タワークレーンは1号機以来、数々の開発・改良がなされ、今日に至っている。この間、尊い犠牲もあり、「人・物・金」と多大の費用と時間を費やして来たのである。過去に学び事故を風化させることなく、先人達の経験を現在に生かして行かなければならない。諺に「10年ひと昔」と言うが「ふた昔」もすると、時代の変化と人の入れ替わりで過去の貴重な経験が失われて行く。
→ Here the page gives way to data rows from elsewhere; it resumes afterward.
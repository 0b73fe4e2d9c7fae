// SPDX-License-Identifier: MPL-2.0
//! Memory-bounded ring buffer for diagnostic events.

use crate::config::{
    DEFAULT_DIAGNOSTICS_BUFFER_CAPACITY, MAX_DIAGNOSTICS_BUFFER_CAPACITY,
    MIN_DIAGNOSTICS_BUFFER_CAPACITY,
};
use std::collections::VecDeque;

/// Number of events a [`CircularBuffer`] keeps, clamped to the configured bounds.
#[derive(Debug, Clone, Copy, PartialEq, Eq)]
pub struct BufferCapacity(usize);

impl BufferCapacity {
    /// Creates a capacity, clamping the value to the valid range.
    #[must_use]
    pub fn new(value: usize) -> Self {
        Self(value.clamp(
            MIN_DIAGNOSTICS_BUFFER_CAPACITY,
            MAX_DIAGNOSTICS_BUFFER_CAPACITY,
        ))
    }

    #[must_use]
    pub fn value(self) -> usize {
        self.0
    }
}

impl Default for BufferCapacity {
    fn default() -> Self {
        Self(DEFAULT_DIAGNOSTICS_BUFFER_CAPACITY)
    }
}

/// A circular buffer with fixed capacity.
///
/// When full, pushing evicts the oldest element. Iteration is oldest first.
///
/// # Example
///
/// ```
/// use iced_notify::diagnostics::CircularBuffer;
///
/// let mut buffer = CircularBuffer::with_raw_capacity(2);
/// buffer.push(1);
/// buffer.push(2);
/// buffer.push(3);
///
/// let items: Vec<_> = buffer.iter().copied().collect();
/// assert_eq!(items, vec![2, 3]);
/// ```
#[derive(Debug, Clone)]
pub struct CircularBuffer<T> {
    data: VecDeque<T>,
    capacity: usize,
}

impl<T> CircularBuffer<T> {
    #[must_use]
    pub fn new(capacity: BufferCapacity) -> Self {
        Self::with_raw_capacity(capacity.value())
    }

    /// Creates a buffer bypassing the capacity bounds (small sizes in tests).
    #[must_use]
    pub fn with_raw_capacity(capacity: usize) -> Self {
        let capacity = capacity.max(1);
        Self {
            data: VecDeque::with_capacity(capacity),
            capacity,
        }
    }

    pub fn push(&mut self, item: T) {
        if self.data.len() >= self.capacity {
            self.data.pop_front();
        }
        self.data.push_back(item);
    }

    pub fn iter(&self) -> impl Iterator<Item = &T> {
        self.data.iter()
    }

    #[must_use]
    pub fn len(&self) -> usize {
        self.data.len()
    }

    #[must_use]
    pub fn is_empty(&self) -> bool {
        self.data.is_empty()
    }

    #[must_use]
    pub fn capacity(&self) -> usize {
        self.capacity
    }

    pub fn clear(&mut self) {
        self.data.clear();
    }
}

#[cfg(test)]
mod tests {
    use super::*;

    #[test]
    fn capacity_is_clamped() {
        assert_eq!(BufferCapacity::new(0).value(), MIN_DIAGNOSTICS_BUFFER_CAPACITY);
        assert_eq!(
            BufferCapacity::new(usize::MAX).value(),
            MAX_DIAGNOSTICS_BUFFER_CAPACITY
        );
    }

    #[test]
    fn push_evicts_oldest_when_full() {
        let mut buffer = CircularBuffer::with_raw_capacity(3);
        for i in 0..5 {
            buffer.push(i);
        }
        assert_eq!(buffer.len(), 3);
        assert_eq!(buffer.iter().copied().collect::<Vec<_>>(), vec![2, 3, 4]);
    }

    #[test]
    fn raw_capacity_is_at_least_one() {
        let mut buffer = CircularBuffer::with_raw_capacity(0);
        buffer.push("a");
        buffer.push("b");
        assert_eq!(buffer.capacity(), 1);
        assert_eq!(buffer.iter().copied().collect::<Vec<_>>(), vec!["b"]);
    }

    #[test]
    fn clear_empties_buffer() {
        let mut buffer = CircularBuffer::new(BufferCapacity::default());
        buffer.push(1);
        buffer.clear();
        assert!(buffer.is_empty());
    }
}
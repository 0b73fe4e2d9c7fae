// SPDX-License-Identifier: MPL-2.0
//! Iced rendering for the notification stacks.
//!
//! - [`toast`] - `ToastLayer`, the [`Renderer`](crate::notifications::Renderer)
//!   that draws every corner's toasts and plays their exit fade
//! - [`design_tokens`] - Colors, spacing and sizes used by the toasts

pub mod design_tokens;
pub mod toast;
「歴史は繰り返す」ということにならないよう、関係者は次世代へ技術を継承し、貴重な経験を語り継ぐことで新世紀もより安全な業務遂行がなされることを願ってやまない。

あとがき

これまで、貴重なホームページを拝借して5回にわたり掲載させていただきありがとうございました。
第1回の第一世代 塔型クレーン「デリックからの世代交代」に昭和36年当時の建築工事における揚重機について記述した。当時の写真を探したが掲載の時間に間に合わなかった。その後、荷物を整理したところ、セピア色に変色した40年前の懐かしい写真2枚を見つけた。写真の裏には「1961年7月撮影」とあった。被写体には13トン吊りガイデリックが2基、0.6立米積みコンクリートエレベータが数基、25トン吊りトラッククレーンP&H355CTCが1台、7.5トン吊り三脚デリック1基が写っている。
ガイデリックは、揚程確保のため12m程の仮設構台の上に設置されている。ガイデリックを仮設構台の上に設置するのには一旦地上に組み立てたガイデリックを、自身のマストとブームで交互に引き上げて設置したと記憶している。今考えても相当な時間と手間がかかった。
三脚デリックは組み立てた鉄骨の上を移動台車で移動させた。現代のタワークレーンによる工法とは比べものににならない重装備である。しかし、先人達は機械も道具も少ない時代にいろいろ工夫して、大きな仕事を成し遂げていたものである。
最近の情報では写真のビルも再開発で取り壊しがささやかれている。40年という時間の長さは、人ひとりの会社人生そのものの時間である。タワークレーンでは国産第1号が生まれ、そして成長し第二世代から第三世代へ、そして現在の四世代目へと着実に成長してきた。これからも第五世代へと歩みを進め、安全で使い易いそして高性能なタワークレーンへと世代交代して行くことを願って「タワークレーン今昔」を終了する。